A Bronx native, Radow was a World War II combat veteran, who moved to Atlantic Beach in 1959. An industrial art and special education teacher, Radow, served the village as a trustee and deputy mayor in the mid 1980s.
He served in the army’s mechanized cavalry in Europe from 1942 to 1945. Radow was part of the unit that helped to liberate the Dachau concentration camp.
After the war, he went into teaching and taught at Morris High School in the Bronx, Kings County Hospital in Brooklyn and Beach Channel High School in Rockaway throughout a career that ended in the late 1980s, according to his family.
Radow and his wife, Ruth, were married in 1958. After moving to Atlantic Beach, they were part of the movement spearheaded by the then Atlantic Beach Property Owners Association to establish the community as a village.

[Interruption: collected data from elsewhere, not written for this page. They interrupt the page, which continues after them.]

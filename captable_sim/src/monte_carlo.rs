//! Monte Carlo sweep over scenario valuations.
//!
//! The engine is a deterministic fold, so all sampling lives out here: each
//! run perturbs priced-round and exit valuations with seeded Gaussian
//! noise, replays the engine, and folds founder ownership and exit
//! proceeds into summary statistics. A fixed seed reproduces the sweep
//! bit for bit.

use captable_core::{run, RunOptions, Scenario, StageParams};
use rand::{Rng, SeedableRng};
use rand_chacha::ChaCha8Rng;
use rand_distr::StandardNormal;
use serde::{Deserialize, Serialize};
use tracing::debug;

/// Configuration for a sweep.
#[derive(Debug, Clone)]
pub struct SweepConfig {
    /// Number of perturbed runs
    pub runs: u32,
    /// Master seed for determinism
    pub seed: u64,
    /// Relative standard deviation applied to valuations
    pub valuation_noise: f64,
}

impl Default for SweepConfig {
    fn default() -> Self {
        Self {
            runs: 100,
            seed: 42,
            valuation_noise: 0.2,
        }
    }
}

/// Five-number-ish summary of one sampled metric.
#[derive(Debug, Clone, Default, PartialEq, Serialize, Deserialize)]
pub struct StatSummary {
    pub mean: f64,
    pub min: f64,
    pub max: f64,
    pub p05: f64,
    pub p50: f64,
    pub p95: f64,
}

impl StatSummary {
    fn from_samples(mut samples: Vec<f64>) -> Self {
        if samples.is_empty() {
            return Self::default();
        }
        samples.sort_by(|a, b| a.partial_cmp(b).unwrap_or(std::cmp::Ordering::Equal));
        let count = samples.len();
        let mean = samples.iter().sum::<f64>() / count as f64;
        Self {
            mean,
            min: samples[0],
            max: samples[count - 1],
            p05: percentile(&samples, 0.05),
            p50: percentile(&samples, 0.50),
            p95: percentile(&samples, 0.95),
        }
    }
}

fn percentile(sorted: &[f64], fraction: f64) -> f64 {
    let index = (fraction * sorted.len() as f64) as usize;
    sorted[index.min(sorted.len() - 1)]
}

/// Results of a sweep.
#[derive(Debug, Clone, PartialEq, Serialize, Deserialize)]
#[serde(rename_all = "camelCase")]
pub struct SweepSummary {
    pub runs: u32,
    pub seed: u64,
    /// Combined final ownership of all Common rows
    pub founder_ownership: StatSummary,
    /// Total exit waterfall proceeds (0 when no exit stage ran)
    pub exit_proceeds: StatSummary,
    /// Runs that produced at least one warning
    pub runs_with_warnings: u32,
}

/// Runs the sweep. Deterministic for a fixed `(scenario, config)` pair.
pub fn sweep(scenario: &Scenario, config: &SweepConfig) -> SweepSummary {
    let sigma = if config.valuation_noise.is_finite() && config.valuation_noise > 0.0 {
        config.valuation_noise
    } else {
        0.0
    };
    let mut rng = ChaCha8Rng::seed_from_u64(config.seed);

    let mut founder_samples = Vec::with_capacity(config.runs as usize);
    let mut proceeds_samples = Vec::with_capacity(config.runs as usize);
    let mut runs_with_warnings = 0;

    for index in 0..config.runs {
        let sample = perturbed(scenario, &mut rng, sigma);
        let result = run(&sample, &RunOptions::default());

        let founder_ownership: f64 = result
            .cap_table
            .iter()
            .filter(|row| row.share_class == "Common")
            .map(|row| row.percent)
            .sum();
        let proceeds: f64 = result
            .exit_waterfall
            .as_ref()
            .map(|waterfall| waterfall.iter().map(|row| row.payout).sum())
            .unwrap_or(0.0);

        founder_samples.push(founder_ownership);
        proceeds_samples.push(proceeds);
        if !result.warnings.is_empty() {
            runs_with_warnings += 1;
        }

        if (index + 1) % 50 == 0 {
            debug!("completed {}/{} sweep runs", index + 1, config.runs);
        }
    }

    SweepSummary {
        runs: config.runs,
        seed: config.seed,
        founder_ownership: StatSummary::from_samples(founder_samples),
        exit_proceeds: StatSummary::from_samples(proceeds_samples),
        runs_with_warnings,
    }
}

/// Clones the scenario with every valuation scaled by an independent
/// Gaussian factor. The factor floor keeps valuations positive.
fn perturbed(scenario: &Scenario, rng: &mut ChaCha8Rng, sigma: f64) -> Scenario {
    let mut sample = scenario.clone();
    for stage in &mut sample.timeline {
        match &mut stage.params {
            StageParams::PricedRound(params) => {
                params.post_money_valuation *= noise_factor(rng, sigma);
            }
            StageParams::Exit(params) => {
                let factor = noise_factor(rng, sigma);
                params.sale_price *= factor;
                params.ipo_price_per_share *= factor;
            }
            _ => {}
        }
    }
    sample
}

fn noise_factor(rng: &mut ChaCha8Rng, sigma: f64) -> f64 {
    let z: f64 = rng.sample(StandardNormal);
    (1.0 + sigma * z).max(0.05)
}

A battle the Radows supported financially. Atlantic Beach became a village in 1962.

Continued civic involvement led to serving on the village board and being involved in the fight to prevent the oceanfront from being overrun by hotels and condominiums as Radow assisted in creating the marine restriction district to preserve the beaches, which prohibits development of the beach club properties for housing.
“If not for the Radows’ lifelong efforts, leadership and strong support from residents, the entire Atlantic Beach oceanfront would have been buildings up to ten stories high,” said brother-in-law Morris Kramer, an Atlantic Beach resident and environmentalist.
A gruff, but caring and sensitive man, according to Kramer, who assisted seniors, especially widows, often driving them to doctor appointments and performing minor home repairs.
Radow is survived by Ruth, daughter Marion and son Tom, both lawyers in Colorado, son Raymond, an attorney and Atlantic Beach resident, and grandchildren Ariel and Marisa.
“He will be sorely missed by his family and friends, those he was always happy to give a helping hand to, and the many neighbors whose interests he worked vigilantly to protect,” Kramer said.